AVAILABLE RECORDS Start Marker

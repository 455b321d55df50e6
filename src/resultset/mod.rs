//! Result set family.
//!
//! A result set starts out connection-attached ([`StreamingResultSet`]),
//! fetching rows from the socket as it is iterated. When the connection has
//! to serve another statement first, the remaining rows are materialized into
//! a [`BufferedResultSet`] and swapped in behind the same
//! [`SwappableResultSet`].

mod buffered;
mod streaming;


pub use buffered::BufferedResultSet;
pub use streaming::StreamingResultSet;

use std::sync::Arc;

use crate::col::{ResultColumn, ResultSetMetaData};
use crate::constant::SqlType;
use crate::error::{Error, Result};
use crate::protocol::data::ResultSetId;
use crate::protocol::database::RetrievedRows;
use crate::protocol::decoder::RowDecoder;
use crate::value::{Date, Time, Timestamp, Value};

/// Connection-side services a result set calls back into
pub trait ResultRetrieval {
    /// Fetch up to `max_rows` rows into `dst`
    fn retrieve_rows(
        &mut self,
        dst: &mut [u8],
        max_rows: usize,
        bytes_per_row: usize,
        retrieved: &mut RetrievedRows,
    ) -> Result<()>;

    /// The attached result set has been read to the end
    fn end_result_retrieval(&mut self) -> Result<()>;

    /// The attached result set is closed before its end
    fn close_result_set(&mut self) -> Result<()>;

    /// Bookkeeping after any result set closes
    fn result_set_closed(&mut self, id: ResultSetId) -> Result<()>;
}

// ============================================================================
// Column access over one row
// ============================================================================

/// Typed access to the columns of the current row
pub struct RowView<'a, D: RowDecoder> {
    row: &'a [u8],
    metadata: &'a ResultSetMetaData<D::DataType>,
    decoder: &'a D,
}

impl<'a, D: RowDecoder> RowView<'a, D> {
    pub(crate) fn new(
        row: &'a [u8],
        metadata: &'a ResultSetMetaData<D::DataType>,
        decoder: &'a D,
    ) -> Self {
        Self {
            row,
            metadata,
            decoder,
        }
    }

    pub fn row(&self) -> &[u8] {
        self.row
    }

    /// Offset of column `index` within the row
    pub fn column_offset(&self, index: usize) -> Result<usize> {
        let column = self.metadata.column(index)?;
        self.offset_of(column, index)
    }

    fn offset_of(&self, column: &ResultColumn<D::DataType>, index: usize) -> Result<usize> {
        if column.retrieve_by_offset() {
            Ok(column.byte_array_row_offset())
        } else {
            self.decoder
                .find_row_column_offset(self.metadata.columns(), index, self.row)
        }
    }

    fn locate(
        &self,
        index: usize,
        accepts: impl Fn(SqlType) -> bool,
    ) -> Result<(&'a ResultColumn<D::DataType>, usize)> {
        let column = self.metadata.column(index)?;
        if !accepts(column.sql_type()) {
            return Err(Error::WrongColumnType {
                index,
                actual: column.sql_type(),
            });
        }
        Ok((column, self.offset_of(column, index)?))
    }

    fn exact(expected: SqlType) -> impl Fn(SqlType) -> bool {
        move |actual| actual == expected
    }

    pub fn get_boolean(&self, index: usize) -> Result<bool> {
        let (column, offset) = self.locate(index, Self::exact(SqlType::Boolean))?;
        self.decoder.decode_boolean(self.row, offset, column)
    }

    pub fn get_byte(&self, index: usize) -> Result<i8> {
        let (column, offset) = self.locate(index, Self::exact(SqlType::TinyInt))?;
        self.decoder.decode_byte(self.row, offset, column)
    }

    pub fn get_short(&self, index: usize) -> Result<i16> {
        let (column, offset) = self.locate(index, Self::exact(SqlType::SmallInt))?;
        self.decoder.decode_short(self.row, offset, column)
    }

    pub fn get_int(&self, index: usize) -> Result<i32> {
        let (column, offset) = self.locate(index, Self::exact(SqlType::Integer))?;
        self.decoder.decode_int(self.row, offset, column)
    }

    pub fn get_long(&self, index: usize) -> Result<i64> {
        let (column, offset) = self.locate(index, Self::exact(SqlType::BigInt))?;
        self.decoder.decode_long(self.row, offset, column)
    }

    pub fn get_float(&self, index: usize) -> Result<f32> {
        let (column, offset) = self.locate(index, Self::exact(SqlType::Float))?;
        self.decoder.decode_float(self.row, offset, column)
    }

    pub fn get_double(&self, index: usize) -> Result<f64> {
        let (column, offset) = self.locate(index, Self::exact(SqlType::Double))?;
        self.decoder.decode_double(self.row, offset, column)
    }

    #[cfg(feature = "with-rust-decimal")]
    pub fn get_decimal(&self, index: usize) -> Result<rust_decimal::Decimal> {
        let (column, offset) = self.locate(index, Self::exact(SqlType::Decimal))?;
        match self.decoder.decode_object(self.row, offset, column)? {
            Value::Decimal(value) => Ok(value),
            other => Err(Error::unsupported(format!(
                "decimal decode of {:?} produced {:?}",
                column.data_type(),
                other.parameter_type()
            ))),
        }
    }

    pub fn get_string(&self, index: usize) -> Result<Arc<str>> {
        let (column, offset) = self.locate(index, SqlType::is_string)?;
        self.decoder.decode_string(self.row, offset, column)
    }

    pub fn get_bytes(&self, index: usize) -> Result<Vec<u8>> {
        let (column, offset) = self.locate(index, SqlType::is_binary)?;
        self.decoder.decode_bytes(self.row, offset, column)
    }

    pub fn get_date(&self, index: usize) -> Result<Date> {
        let (column, offset) = self.locate(index, Self::exact(SqlType::Date))?;
        self.decoder.decode_date(self.row, offset, column)
    }

    pub fn get_time(&self, index: usize) -> Result<Time> {
        let (column, offset) = self.locate(index, Self::exact(SqlType::Time))?;
        self.decoder.decode_time(self.row, offset, column)
    }

    pub fn get_timestamp(&self, index: usize) -> Result<Timestamp> {
        let (column, offset) = self.locate(index, Self::exact(SqlType::Timestamp))?;
        self.decoder.decode_timestamp(self.row, offset, column)
    }

    pub fn get_object(&self, index: usize) -> Result<Value> {
        let (column, offset) = self.locate(index, |_| true)?;
        self.decoder.decode_object(self.row, offset, column)
    }
}

// ============================================================================
// Swappable front
// ============================================================================

#[derive(Debug)]
pub enum Backing<D: RowDecoder> {
    Streaming(StreamingResultSet<D>),
    Buffered(BufferedResultSet<D>),
}

/// Stable result set whose backing implementation can be replaced
#[derive(Debug)]
pub struct SwappableResultSet<D: RowDecoder> {
    id: ResultSetId,
    backing: Backing<D>,
}

impl<D: RowDecoder + Clone> SwappableResultSet<D> {
    pub fn new(id: ResultSetId, backing: Backing<D>) -> Self {
        Self { id, backing }
    }

    pub fn id(&self) -> ResultSetId {
        self.id
    }

    pub fn backing(&self) -> &Backing<D> {
        &self.backing
    }

    /// Install `replacement` as the backing, returning the previous one
    pub fn swap(&mut self, replacement: Backing<D>) -> Backing<D> {
        std::mem::replace(&mut self.backing, replacement)
    }

    pub fn metadata(&self) -> &Arc<ResultSetMetaData<D::DataType>> {
        match &self.backing {
            Backing::Streaming(rs) => rs.metadata(),
            Backing::Buffered(rs) => rs.metadata(),
        }
    }

    pub fn is_closed(&self) -> bool {
        match &self.backing {
            Backing::Streaming(rs) => rs.is_closed(),
            Backing::Buffered(rs) => rs.is_closed(),
        }
    }

    /// Whether rows are still pending on the connection
    pub fn is_connection_attached(&self) -> bool {
        match &self.backing {
            Backing::Streaming(rs) => rs.is_attached(),
            Backing::Buffered(_) => false,
        }
    }

    pub fn next(&mut self, source: &mut dyn ResultRetrieval) -> Result<bool> {
        match &mut self.backing {
            Backing::Streaming(rs) => rs.next(source),
            Backing::Buffered(rs) => rs.next(),
        }
    }

    pub fn row_view(&mut self) -> Result<RowView<'_, D>> {
        match &mut self.backing {
            Backing::Streaming(rs) => rs.row_view(),
            Backing::Buffered(rs) => rs.row_view(),
        }
    }

    /// Read the rest of a connection-attached backing into memory and swap it in
    ///
    /// Returns whether a swap happened.
    pub fn materialize(&mut self, source: &mut dyn ResultRetrieval) -> Result<bool> {
        let Backing::Streaming(streaming) = &mut self.backing else {
            return Ok(false);
        };
        if !streaming.is_attached() {
            return Ok(false);
        }
        let buffered = streaming.materialize(source)?;
        self.swap(Backing::Buffered(buffered));
        Ok(true)
    }

    /// Close the backing, then let the connection drop its bookkeeping
    pub fn close(&mut self, source: &mut dyn ResultRetrieval) -> Result<()> {
        if self.is_closed() {
            return Err(Error::AlreadyClosed);
        }
        let closed = match &mut self.backing {
            Backing::Streaming(rs) => rs.close(source),
            Backing::Buffered(rs) => {
                rs.close();
                Ok(())
            }
        };
        let notified = source.result_set_closed(self.id);
        closed.and(notified)
    }

    /// Mark closed without any I/O, for when the connection itself goes away
    pub fn invalidate(&mut self) {
        match &mut self.backing {
            Backing::Streaming(rs) => rs.invalidate(),
            Backing::Buffered(rs) => rs.close(),
        }
    }
}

AVAILABLE RECORDS End Marker

• YOUR OBJECTIVE: From the records above, report the count of lines containing "into" and nothing more.

• EXERCISE OUTPUT: 4